For the second test, we ask Kling 2.0 to generate the video of a helicopter landing on a plane door in the middle of the ocean.
Prompt:
"Military helicopter hovering and descending onto an aircraft carrier deck, blades whipping against dense fog, massive waves crashing against the naval vessel's hull, storm-tossed ocean stretching to the horizon, dramatic low-angle perspective, cinematic lighting with high contrast shadows, moody atmosphere with desaturated blue-gray color palette, shot with anamorphic lens, 4K ultra-high definition."
The result here is much more coherent in a global way. The helicopter is faithfully reproduced and the general aspect of the well -respected scene. However, the general movement of the helicopter does not respect our request. The latter seems to take altitude above the boat when we ask for a progressive landing in the initial prompt.
For our third test, we give AI the image of a cat on a living room table with two glasses of water (generated with GPT-4O). We ask the model, in a very simple prompt, to generate a video of the cat overturning the glass of water on the left with its paw. The water must then run on the table.
Prompt:
"The cat in the center of the table knocks over the water glass on the left. The water then spills onto the table."

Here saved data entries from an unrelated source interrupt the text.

//! Document-to-graph pipeline driver

use crate::chunking::Chunker;
use crate::config::IngestConfig;
use crate::discovery::discover;
use crate::error::IngestError;
use crate::ids::IdAllocator;
use crate::linker::link_chunks;
use crate::orchestrator::Orchestrator;
use crate::types::{
    BatchResult, ChunkExtraction, ChunkFailure, Document, DocumentChunk, IngestEvent,
    IngestResult,
};
use hive_domain::traits::DocumentExtractor;
use hive_domain::Hex;
use std::fmt::Display;
use std::sync::Arc;
use std::time::{SystemTime, UNIX_EPOCH};
use tokio::sync::mpsc::UnboundedSender;
use tokio::sync::Semaphore;
use tokio::task::JoinHandle;
use tracing::{debug, info, warn};

type ChunkTask = JoinHandle<Result<ChunkExtraction, IngestError>>;

/// Turns documents into linked hexes.
///
/// The pipeline only reads the corpus it is given and never persists
/// anything; callers store [`IngestResult::hexes`] themselves.
pub struct Pipeline<E> {
    extractor: Arc<E>,
    config: IngestConfig,
    events: Option<UnboundedSender<IngestEvent>>,
}

impl<E> Pipeline<E>
where
    E: DocumentExtractor + Send + Sync + 'static,
    E::Error: Display,
{
    /// Create a new pipeline
    pub fn new(extractor: E, config: IngestConfig) -> Result<Self, IngestError> {
        config.validate().map_err(IngestError::Config)?;
        Ok(Self {
            extractor: Arc::new(extractor),
            config,
            events: None,
        })
    }

    /// Send progress events to `sender`
    pub fn with_progress(mut self, sender: UnboundedSender<IngestEvent>) -> Self {
        self.events = Some(sender);
        self
    }

    /// The active configuration
    pub fn config(&self) -> &IngestConfig {
        &self.config
    }

    /// Ingest one document against the existing `corpus`
    pub async fn ingest(
        &self,
        document: &Document,
        corpus: &[Hex],
    ) -> Result<IngestResult, IngestError> {
        let source_name = document.source_name.as_str();
        self.check_content(document)?;

        let chunks = Chunker::from_config(&self.config).chunk(&document.text);
        info!(
            "Ingesting '{}' ({} chars) as {} chunk(s)",
            source_name,
            document.text.len(),
            chunks.len()
        );

        let allocator = IdAllocator::seeded(corpus.iter().map(|hex| hex.id.clone()));
        let orchestrator = Orchestrator::new(Arc::clone(&self.extractor), allocator, &self.config);

        let tasks = self.spawn_extractions(&orchestrator, document, &chunks);
        let outcomes = collect_in_order(tasks).await?;

        let mut per_chunk: Vec<Vec<Hex>> = Vec::with_capacity(chunks.len());
        let mut summaries = Vec::new();
        let mut failures = Vec::new();
        for (chunk, outcome) in chunks.iter().zip(outcomes) {
            match outcome {
                Ok(extraction) => {
                    debug!("Chunk {} produced {} hexes", chunk.index, extraction.hexes.len());
                    self.emit(IngestEvent::ChunkCompleted {
                        source_name: source_name.to_string(),
                        index: chunk.index,
                        hexes: extraction.hexes.len(),
                    });
                    summaries.push(extraction.summary);
                    per_chunk.push(extraction.hexes);
                }
                Err(e) => {
                    warn!("Chunk {} ('{}') of '{}' failed: {}", chunk.index, chunk.title, source_name, e);
                    let failure = ChunkFailure {
                        index: chunk.index,
                        title: chunk.title.clone(),
                        reason: e.to_string(),
                    };
                    self.emit(IngestEvent::ChunkFailed {
                        source_name: source_name.to_string(),
                        failure: failure.clone(),
                    });
                    failures.push(failure);
                }
            }
        }

        if per_chunk.is_empty() {
            return Err(IngestError::AllChunksFailed(failures));
        }

        let mut hexes: Vec<Hex> = per_chunk.into_iter().flatten().collect();

        if chunks.len() > 1 && hexes.len() > 1 {
            info!("Linking {} hexes from '{}'", hexes.len(), source_name);
            link_chunks(&mut hexes, source_name, self.config.provenance_tag_max_len);
        }

        let related = discover(
            &mut hexes,
            corpus,
            self.config.related_limit,
            self.config.min_related_score,
        );
        info!("Discovered {} relationships for '{}'", related, source_name);

        let now = unix_now();
        for hex in &mut hexes {
            hex.stamp(now);
        }

        let summary = document_summary(&summaries, &failures, chunks.len());
        info!(
            "Ingested '{}': {} hexes, {} failed chunk(s)",
            source_name,
            hexes.len(),
            failures.len()
        );
        self.emit(IngestEvent::DocumentCompleted {
            source_name: source_name.to_string(),
            hexes: hexes.len(),
            summary: summary.clone(),
        });

        Ok(IngestResult {
            source_name: source_name.to_string(),
            hexes,
            summary,
            chunk_count: chunks.len(),
            failures,
        })
    }

    /// Ingest documents one after another.
    ///
    /// Every document is checked for sufficient content before any is
    /// extracted; one short document rejects the whole batch. Hexes from
    /// earlier documents join the corpus seen by later ones. Any fatal
    /// error ends the batch.
    pub async fn ingest_batch(
        &self,
        documents: &[Document],
        corpus: &[Hex],
    ) -> Result<BatchResult, IngestError> {
        for document in documents {
            self.check_content(document)?;
        }

        let mut current: Vec<Hex> = corpus.to_vec();
        let mut hexes = Vec::new();
        let mut results = Vec::new();

        for (i, document) in documents.iter().enumerate() {
            info!("Batch document {}/{}: '{}'", i + 1, documents.len(), document.source_name);
            let result = self.ingest(document, &current).await?;
            current.extend(result.hexes.iter().cloned());
            hexes.extend(result.hexes.iter().cloned());
            results.push(result);
        }

        let summary = batch_summary(&results);
        Ok(BatchResult {
            hexes,
            summary,
            documents: results,
        })
    }

    /// Reject a document whose trimmed text is below the minimum length.
    /// Blank text is rejected even with a zero minimum.
    fn check_content(&self, document: &Document) -> Result<(), IngestError> {
        let min = self.config.min_content_length.max(1);
        let len = document.text.trim().chars().count();
        if len >= min {
            return Ok(());
        }

        let err = IngestError::InsufficientContent {
            source_name: document.source_name.clone(),
            len,
            min,
        };
        warn!("Rejecting '{}': {}", document.source_name, err);
        self.emit(IngestEvent::DocumentSkipped {
            source_name: document.source_name.clone(),
            reason: err.to_string(),
        });
        Err(err)
    }

    /// Spawn one extraction task per chunk, bounded by the worker limit.
    ///
    /// A slot stays taken until the extractor call itself returns, even
    /// after its chunk has timed out.
    fn spawn_extractions(
        &self,
        orchestrator: &Orchestrator<E>,
        document: &Document,
        chunks: &[DocumentChunk],
    ) -> Vec<ChunkTask> {
        let semaphore = Arc::new(Semaphore::new(self.config.max_concurrent_extractions));
        let total = chunks.len();

        chunks
            .iter()
            .map(|chunk| {
                let orchestrator = orchestrator.clone();
                let semaphore = Arc::clone(&semaphore);
                let events = self.events.clone();
                let content = chunk.content.clone();
                let title = chunk.title.clone();
                let index = chunk.index;
                let source_name = document.source_name.clone();
                let source_type = document.source_type;

                tokio::spawn(async move {
                    let permit = semaphore.acquire_owned().await.map_err(|e| {
                        IngestError::Extractor(format!("Worker pool closed: {}", e))
                    })?;
                    send(
                        &events,
                        IngestEvent::ChunkStarted {
                            source_name: source_name.clone(),
                            index,
                            total,
                            title,
                        },
                    );
                    orchestrator
                        .extract_chunk_with_permit(&content, &source_name, source_type, permit)
                        .await
                })
            })
            .collect()
    }

    fn emit(&self, event: IngestEvent) {
        send(&self.events, event);
    }
}

/// Await tasks in chunk order. A fatal error aborts the remaining tasks.
async fn collect_in_order(
    mut tasks: Vec<ChunkTask>,
) -> Result<Vec<Result<ChunkExtraction, IngestError>>, IngestError> {
    let mut outcomes = Vec::with_capacity(tasks.len());
    let mut fatal = None;

    for task in tasks.iter_mut() {
        let outcome = match task.await {
            Ok(outcome) => outcome,
            Err(e) => Err(IngestError::Extractor(format!("Task join error: {}", e))),
        };
        match outcome {
            Err(e) if e.is_fatal() => {
                fatal = Some(e);
                break;
            }
            outcome => outcomes.push(outcome),
        }
    }

    if let Some(e) = fatal {
        for task in &tasks {
            task.abort();
        }
        return Err(e);
    }
    Ok(outcomes)
}

fn send(events: &Option<UnboundedSender<IngestEvent>>, event: IngestEvent) {
    if let Some(sender) = events {
        // A dropped receiver only means nobody is listening
        let _ = sender.send(event);
    }
}

fn unix_now() -> u64 {
    SystemTime::now()
        .duration_since(UNIX_EPOCH)
        .map(|d| d.as_secs())
        .unwrap_or(0)
}

fn document_summary(summaries: &[String], failures: &[ChunkFailure], total: usize) -> String {
    let mut summary = summaries
        .iter()
        .map(|s| s.trim())
        .filter(|s| !s.is_empty())
        .collect::<Vec<_>>()
        .join(" ");

    if !failures.is_empty() {
        let failed = failures
            .iter()
            .map(ToString::to_string)
            .collect::<Vec<_>>()
            .join("; ");
        if !summary.is_empty() {
            summary.push(' ');
        }
        summary.push_str(&format!(
            "({} of {} chunks failed: {})",
            failures.len(),
            total,
            failed
        ));
    }
    summary
}

fn batch_summary(results: &[IngestResult]) -> String {
    match results {
        [] => "Processed 0 documents".to_string(),
        [only] => only.summary.clone(),
        _ => format!(
            "Processed {} documents: {}",
            results.len(),
            results
                .iter()
                .map(|r| r.summary.as_str())
                .collect::<Vec<_>>()
                .join(" | ")
        ),
    }
}
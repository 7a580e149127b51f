//! End-to-end tests for the CLI commands against an in-memory corpus.

use hive_cli::cli::{IngestArgs, QueryArgs, ShowArgs, TraverseArgs};
use hive_cli::commands;
use hive_cli::config::OutputFormat;
use hive_cli::{CliError, Formatter};
use hive_domain::traits::CorpusReader;
use hive_ingest::{IngestConfig, LlmExtractor, Pipeline};
use hive_llm::MockProvider;
use hive_store::MemoryStore;
use std::fs;
use tempfile::TempDir;

const RESPONSE: &str = r#"{
  "hexes": [
    {
      "id": "Deploy Guide",
      "name": "Deploy Guide",
      "type": "data",
      "description": "How to ship a release",
      "entryHints": ["deploy the app", "release process"],
      "tags": ["ops"],
      "contents": {"data": "Run the pipeline."},
      "edges": [
        {
          "id": "to-rollback",
          "to": "rollback",
          "when": {"intent": "undo"},
          "priority": 70,
          "description": "If the release goes wrong"
        }
      ]
    },
    {
      "id": "rollback",
      "name": "Rollback",
      "type": "tool",
      "description": "Revert a bad release",
      "entryHints": ["rollback release"],
      "tags": [],
      "contents": {},
      "edges": []
    }
  ],
  "summary": "Deployment notes"
}"#;

fn pipeline(response: &str) -> Pipeline<LlmExtractor<MockProvider>> {
    Pipeline::new(
        LlmExtractor::new(MockProvider::new(response)),
        IngestConfig::default(),
    )
    .unwrap()
}

fn ingest_text(text: &str) -> IngestArgs {
    IngestArgs {
        files: Vec::new(),
        text: Some(text.to_string()),
        name: None,
        source_type: None,
        model: None,
        dry_run: false,
    }
}

fn json() -> Formatter {
    Formatter::new(OutputFormat::Json, false)
}

#[tokio::test]
async fn test_ingest_then_browse() {
    let mut store = MemoryStore::new();
    let output = commands::execute_ingest(
        &ingest_text("Deploying means running the release pipeline."),
        &pipeline(RESPONSE),
        &mut store,
        &json(),
    )
    .await
    .unwrap();

    let parsed: serde_json::Value = serde_json::from_str(&output).unwrap();
    assert_eq!(parsed["summary"], "Deployment notes");
    assert_eq!(parsed["saved"], true);
    assert_eq!(store.len(), 2);

    // Identifier was sanitized on the way in
    let hex = store.get_hex("deploy-guide").unwrap().unwrap();
    assert!(hex.created > 0);

    let listed = commands::execute_list(&store, &json()).unwrap();
    let listed: serde_json::Value = serde_json::from_str(&listed).unwrap();
    assert_eq!(listed.as_array().unwrap().len(), 2);

    let query = QueryArgs {
        intent: "how do I deploy".to_string(),
        limit: 5,
    };
    let results = commands::execute_query(&query, &store, &json()).unwrap();
    let results: serde_json::Value = serde_json::from_str(&results).unwrap();
    assert_eq!(results[0]["id"], "deploy-guide");

    let traverse = TraverseArgs {
        id: "deploy-guide".to_string(),
        intent: "undo the release".to_string(),
        payload: Some(r#"{"version": 3}"#.to_string()),
    };
    let hops = commands::execute_traverse(&traverse, &store, &json()).unwrap();
    let hops: serde_json::Value = serde_json::from_str(&hops).unwrap();
    assert_eq!(hops[0]["to"], "rollback");
    assert_eq!(hops[0]["payload"]["version"], 3);
}

#[tokio::test]
async fn test_dry_run_saves_nothing() {
    let mut store = MemoryStore::new();
    let mut args = ingest_text("Deploying means running the release pipeline.");
    args.dry_run = true;

    let output = commands::execute_ingest(&args, &pipeline(RESPONSE), &mut store, &json())
        .await
        .unwrap();

    assert!(output.contains("\"saved\": false"));
    assert!(store.is_empty());
}

#[tokio::test]
async fn test_second_ingest_gets_fresh_ids() {
    let mut store = MemoryStore::new();
    let text = ingest_text("Deploying means running the release pipeline.");

    commands::execute_ingest(&text, &pipeline(RESPONSE), &mut store, &json())
        .await
        .unwrap();
    commands::execute_ingest(&text, &pipeline(RESPONSE), &mut store, &json())
        .await
        .unwrap();

    assert_eq!(store.len(), 4);
    assert!(store.hex_exists("deploy-guide-1").unwrap());
    assert!(store.hex_exists("rollback-1").unwrap());
}

#[tokio::test]
async fn test_short_text_is_rejected() {
    let mut store = MemoryStore::new();
    let result = commands::execute_ingest(
        &ingest_text("tiny"),
        &pipeline(RESPONSE),
        &mut store,
        &json(),
    )
    .await;

    assert!(matches!(result, Err(CliError::InvalidInput(_))));
    assert!(store.is_empty());
}

#[tokio::test]
async fn test_ingest_markdown_file() {
    let dir = TempDir::new().unwrap();
    let path = dir.path().join("guide.md");
    fs::write(&path, "# Deploy\n\nDeploying means running the release pipeline.").unwrap();

    let args = IngestArgs {
        files: vec![path],
        text: None,
        name: None,
        source_type: None,
        model: None,
        dry_run: false,
    };
    let mut store = MemoryStore::new();
    let quiet = Formatter::new(OutputFormat::Quiet, false);
    let output = commands::execute_ingest(&args, &pipeline(RESPONSE), &mut store, &quiet)
        .await
        .unwrap();

    assert_eq!(output, "deploy-guide\nrollback");
}

#[tokio::test]
async fn test_unsupported_file_is_rejected() {
    let dir = TempDir::new().unwrap();
    let path = dir.path().join("paper.pdf");
    fs::write(&path, "%PDF-1.7").unwrap();

    let args = IngestArgs {
        files: vec![path],
        text: None,
        name: None,
        source_type: None,
        model: None,
        dry_run: false,
    };
    let mut store = MemoryStore::new();
    let result =
        commands::execute_ingest(&args, &pipeline(RESPONSE), &mut store, &json()).await;
    assert!(matches!(result, Err(CliError::InvalidInput(_))));
}

#[tokio::test]
async fn test_one_short_file_rejects_the_batch() {
    let dir = TempDir::new().unwrap();
    let long = dir.path().join("guide.md");
    let short = dir.path().join("stub.txt");
    fs::write(&long, "# Deploy\n\nDeploying means running the release pipeline.").unwrap();
    fs::write(&short, "todo").unwrap();

    let args = IngestArgs {
        files: vec![long, short],
        text: None,
        name: None,
        source_type: None,
        model: None,
        dry_run: false,
    };
    let mut store = MemoryStore::new();
    let result =
        commands::execute_ingest(&args, &pipeline(RESPONSE), &mut store, &json()).await;

    assert!(matches!(&result, Err(CliError::InvalidInput(msg)) if msg.contains("stub.txt")));
    assert!(store.is_empty());
}

#[test]
fn test_show_missing_hex() {
    let store = MemoryStore::new();
    let args = ShowArgs {
        id: "nowhere".to_string(),
    };
    let result = commands::execute_show(&args, &store, &json());
    assert!(matches!(result, Err(CliError::NotFound(id)) if id == "nowhere"));
}
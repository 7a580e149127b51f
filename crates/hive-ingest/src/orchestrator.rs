//! Per-chunk extraction: call the extractor, then turn its answer into hexes

use crate::config::IngestConfig;
use crate::error::IngestError;
use crate::ids::{allocate_unique, sanitize, IdAllocator};
use crate::parser::parse_extraction_response;
use crate::types::{ChunkExtraction, EdgeCandidate, ExtractionResponse, HexCandidate};
use hive_domain::traits::DocumentExtractor;
use hive_domain::{
    check_extracted_priority, ContentData, Edge, EdgeCondition, Hex, HexContents, SchemaError,
    SchemaViolation, SourceType,
};
use std::borrow::Cow;
use std::collections::{HashMap, HashSet};
use std::fmt::Display;
use std::sync::Arc;
use std::time::Duration;
use tokio::sync::OwnedSemaphorePermit;
use tokio::time::timeout;
use tracing::debug;

/// Appended to text cut at the extraction budget
pub const TRUNCATION_MARKER: &str = "\n\n[Document truncated...]";

/// Cut `text` to `max_chars` characters, marking the cut
pub fn truncate_for_extraction(text: &str, max_chars: usize) -> Cow<'_, str> {
    match text.char_indices().nth(max_chars) {
        Some((idx, _)) => Cow::Owned(format!("{}{}", &text[..idx], TRUNCATION_MARKER)),
        None => Cow::Borrowed(text),
    }
}

/// Drives the extractor for single chunks.
///
/// Clones share the extractor and the identifier allocator.
pub struct Orchestrator<E> {
    extractor: Arc<E>,
    allocator: IdAllocator,
    max_extraction_chars: usize,
    extraction_timeout: Duration,
}

impl<E> Clone for Orchestrator<E> {
    fn clone(&self) -> Self {
        Self {
            extractor: Arc::clone(&self.extractor),
            allocator: self.allocator.clone(),
            max_extraction_chars: self.max_extraction_chars,
            extraction_timeout: self.extraction_timeout,
        }
    }
}

impl<E> Orchestrator<E>
where
    E: DocumentExtractor + Send + Sync + 'static,
    E::Error: Display,
{
    /// Create an orchestrator allocating identifiers from `allocator`
    pub fn new(extractor: Arc<E>, allocator: IdAllocator, config: &IngestConfig) -> Self {
        Self {
            extractor,
            allocator,
            max_extraction_chars: config.max_extraction_chars,
            extraction_timeout: config.extraction_timeout(),
        }
    }

    /// The allocator identifiers are reserved in
    pub fn allocator(&self) -> &IdAllocator {
        &self.allocator
    }

    /// Extract, parse and assemble the hexes of one chunk.
    ///
    /// Transport errors, timeouts and malformed responses fail only this
    /// chunk. A hex failing the final schema check is a fatal
    /// [`IngestError::Schema`].
    pub async fn extract_chunk(
        &self,
        text: &str,
        source_name: &str,
        source_type: SourceType,
    ) -> Result<ChunkExtraction, IngestError> {
        self.run(text, source_name, source_type, None).await
    }

    /// Like [`Orchestrator::extract_chunk`], holding a worker-pool permit.
    ///
    /// The permit is released when the extractor call returns, not when the
    /// timeout fires.
    pub async fn extract_chunk_with_permit(
        &self,
        text: &str,
        source_name: &str,
        source_type: SourceType,
        permit: OwnedSemaphorePermit,
    ) -> Result<ChunkExtraction, IngestError> {
        self.run(text, source_name, source_type, Some(permit)).await
    }

    async fn run(
        &self,
        text: &str,
        source_name: &str,
        source_type: SourceType,
        permit: Option<OwnedSemaphorePermit>,
    ) -> Result<ChunkExtraction, IngestError> {
        let text = truncate_for_extraction(text, self.max_extraction_chars).into_owned();
        let raw = self
            .call_extractor(text, source_name, source_type, permit)
            .await?;
        let response = parse_extraction_response(&raw)?;
        self.assemble(response)
    }

    /// Call the extractor on the blocking pool, bounded by the timeout
    async fn call_extractor(
        &self,
        text: String,
        source_name: &str,
        source_type: SourceType,
        permit: Option<OwnedSemaphorePermit>,
    ) -> Result<String, IngestError> {
        let extractor = Arc::clone(&self.extractor);
        let source_name = source_name.to_string();

        // DocumentExtractor is synchronous and cannot be cancelled
        let call = tokio::task::spawn_blocking(move || {
            let _permit = permit;
            extractor
                .extract(&text, &source_name, source_type)
                .map_err(|e| IngestError::Extractor(e.to_string()))
        });

        timeout(self.extraction_timeout, call)
            .await
            .map_err(|_| IngestError::Timeout(self.extraction_timeout.as_secs()))?
            .map_err(|e| IngestError::Extractor(format!("Task join error: {}", e)))?
    }

    /// Turn a parsed response into schema-valid hexes with reserved ids
    pub fn assemble(&self, response: ExtractionResponse) -> Result<ChunkExtraction, IngestError> {
        // Reserve every hex id first so edges between siblings can follow renames
        let mut renamed: HashMap<String, String> = HashMap::new();
        let mut ids = Vec::with_capacity(response.hexes.len());
        for candidate in &response.hexes {
            let sanitized = sanitize(&candidate.id);
            let id = self.allocator.reserve(&sanitized);
            renamed.entry(sanitized).or_insert_with(|| id.clone());
            ids.push(id);
        }

        let hexes = response
            .hexes
            .into_iter()
            .zip(ids)
            .map(|(candidate, id)| build_hex(candidate, id, &renamed))
            .collect::<Result<Vec<_>, _>>()?;

        for hex in &hexes {
            hex.validate()?;
        }

        debug!("Assembled {} hexes", hexes.len());
        Ok(ChunkExtraction {
            hexes,
            summary: response.summary,
        })
    }
}

fn build_hex(
    candidate: HexCandidate,
    id: String,
    renamed: &HashMap<String, String>,
) -> Result<Hex, SchemaError> {
    let mut edge_ids = HashSet::new();
    let edges = candidate
        .edges
        .into_iter()
        .map(|edge| build_edge(edge, &id, &mut edge_ids, renamed))
        .collect::<Result<Vec<_>, _>>()?;

    let mut hex = Hex::new(id, candidate.name, candidate.kind, candidate.entry_hints);
    hex.tags = candidate.tags;
    hex.edges = edges;
    if !candidate.description.trim().is_empty() {
        hex.description = Some(candidate.description);
    }
    if let Some(data) = candidate.contents.data {
        hex.contents = HexContents::with_data(ContentData::new(data));
    }
    Ok(hex)
}

fn build_edge(
    edge: EdgeCandidate,
    hex_id: &str,
    edge_ids: &mut HashSet<String>,
    renamed: &HashMap<String, String>,
) -> Result<Edge, SchemaError> {
    let id = allocate_unique(&sanitize(&edge.id), edge_ids);

    if !edge.priority.is_finite() || edge.priority.fract() != 0.0 {
        return Err(SchemaError {
            hex_id: hex_id.to_string(),
            violations: vec![SchemaViolation::NonIntegralPriority {
                edge_id: id,
                priority: edge.priority.to_string(),
            }],
        });
    }

    let to = sanitize(&edge.to);
    let to = renamed.get(&to).cloned().unwrap_or(to);

    let when = EdgeCondition {
        intent: edge.when.intent,
        always: edge.when.always.unwrap_or(false),
        ..EdgeCondition::default()
    };

    // Out-of-range values saturate before the range check
    let priority = edge.priority as i32;
    check_extracted_priority(&id, priority).map_err(|violation| SchemaError {
        hex_id: hex_id.to_string(),
        violations: vec![violation],
    })?;

    Ok(Edge::new(id, to, when, priority, edge.description))
}
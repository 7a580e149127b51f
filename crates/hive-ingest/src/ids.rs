//! Identifier sanitization and corpus-wide unique allocation

use hive_domain::{Hex, MAX_HEX_ID_LEN};
use std::collections::HashSet;
use std::sync::{Arc, Mutex, MutexGuard};
use uuid::Uuid;

/// Prefix of identifiers generated when sanitization leaves nothing
pub const FALLBACK_PREFIX: &str = "hex-";

const FALLBACK_RANDOM_LEN: usize = 8;

/// Turn an arbitrary string into a well-formed hex identifier.
///
/// Lowercases, replaces everything outside `[a-z0-9-]` with `-`, collapses
/// hyphen runs, trims hyphens at both ends and caps the length at 50. An input
/// with nothing usable gets a random `hex-xxxxxxxx` identifier instead.
pub fn sanitize(raw: &str) -> String {
    let mut id = String::with_capacity(raw.len());
    for c in raw.to_lowercase().chars() {
        let c = if c.is_ascii_lowercase() || c.is_ascii_digit() {
            c
        } else {
            '-'
        };
        if c == '-' && (id.is_empty() || id.ends_with('-')) {
            continue;
        }
        id.push(c);
    }

    // Only ASCII remains, so byte truncation is safe
    id.truncate(MAX_HEX_ID_LEN);
    let id = id.trim_end_matches('-');

    if id.is_empty() {
        fallback_id()
    } else {
        id.to_string()
    }
}

fn fallback_id() -> String {
    let random = Uuid::new_v4().simple().to_string();
    format!("{}{}", FALLBACK_PREFIX, &random[..FALLBACK_RANDOM_LEN])
}

/// Return `candidate`, or the first free `candidate-N` (N = 1, 2, ...), and
/// record the result in `used`.
///
/// The base is shortened when a suffix would push the identifier past 50
/// characters.
pub fn allocate_unique(candidate: &str, used: &mut HashSet<String>) -> String {
    if used.insert(candidate.to_string()) {
        return candidate.to_string();
    }

    let mut n: u64 = 1;
    loop {
        let suffix = format!("-{}", n);
        let keep = MAX_HEX_ID_LEN.saturating_sub(suffix.len());
        let base = truncate_chars(candidate, keep).trim_end_matches('-');
        let id = format!("{}{}", base, suffix);
        if used.insert(id.clone()) {
            return id;
        }
        n += 1;
    }
}

/// First edge identifier based on `base` that `hex` does not use yet
pub fn unique_edge_id(hex: &Hex, base: &str) -> String {
    let mut taken: HashSet<String> = hex.edges.iter().map(|e| e.id.clone()).collect();
    allocate_unique(base, &mut taken)
}

pub(crate) fn truncate_chars(s: &str, max: usize) -> &str {
    match s.char_indices().nth(max) {
        Some((idx, _)) => &s[..idx],
        None => s,
    }
}

/// Shared set of identifiers taken in the current run.
///
/// Clones share the same set. Sanitizing and reserving happen under one lock,
/// so concurrent chunk extractions never hand out the same identifier.
#[derive(Debug, Clone, Default)]
pub struct IdAllocator {
    used: Arc<Mutex<HashSet<String>>>,
}

impl IdAllocator {
    /// Create an allocator that treats `ids` as already taken
    pub fn seeded<I, S>(ids: I) -> Self
    where
        I: IntoIterator<Item = S>,
        S: Into<String>,
    {
        Self {
            used: Arc::new(Mutex::new(ids.into_iter().map(Into::into).collect())),
        }
    }

    /// Sanitize `raw` and reserve a unique identifier for it
    pub fn allocate(&self, raw: &str) -> String {
        self.reserve(&sanitize(raw))
    }

    /// Reserve a unique identifier for an already sanitized candidate
    pub fn reserve(&self, candidate: &str) -> String {
        allocate_unique(candidate, &mut self.lock())
    }

    /// Whether `id` is taken
    pub fn contains(&self, id: &str) -> bool {
        self.lock().contains(id)
    }

    /// Number of identifiers taken
    pub fn len(&self) -> usize {
        self.lock().len()
    }

    /// Whether no identifier is taken
    pub fn is_empty(&self) -> bool {
        self.lock().is_empty()
    }

    fn lock(&self) -> MutexGuard<'_, HashSet<String>> {
        self.used.lock().unwrap_or_else(|poisoned| poisoned.into_inner())
    }
}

Disappointment, Kling seems to ignore our main instruction. In the video generated, the cat does not overthrow the glass of water but spits water! The scene is generally realistic but does not meet our initial expectations.
Finally for our fourth and last test, we submit to Kling 2.0 the image of Albert Einstein meeting Steve Jobs (fictitious). The goal being that the two men greet themselves by shaking their hand. Will Kling be able to do it?
prompt:
"Albert Einstein and Steve Jobs shaking hands firmly in a historical meeting. Dignified expressions on both faces as they share a moment of connection. Background features a subtle academic setting with bookshelves and scientific instruments slightly blurred."
Kling finally manages to clearly identify our request. The video generated is fully in accordance with our initial request. The whole is generally quite credible. It therefore seems that AI is more likely to identify movements of a subject when the latter is quite popular and represented in general culture (and therefore certainly in its dataset).
On paper, Kling AI 2.0 appears as a promising but still perfectible model in theory. Unlike Veo or Sora of Openai, it requires particularly advanced promptting skills and an iterative approach. Our tests demonstrate that the results vary significantly according to the complexity and precision of the prompt, and that the first attempt does not always give satisfaction. However, it is good to remember that the results observed today are only the most primitive version of what we will see tomorrow. The video generation market by AI is still young (only a few months).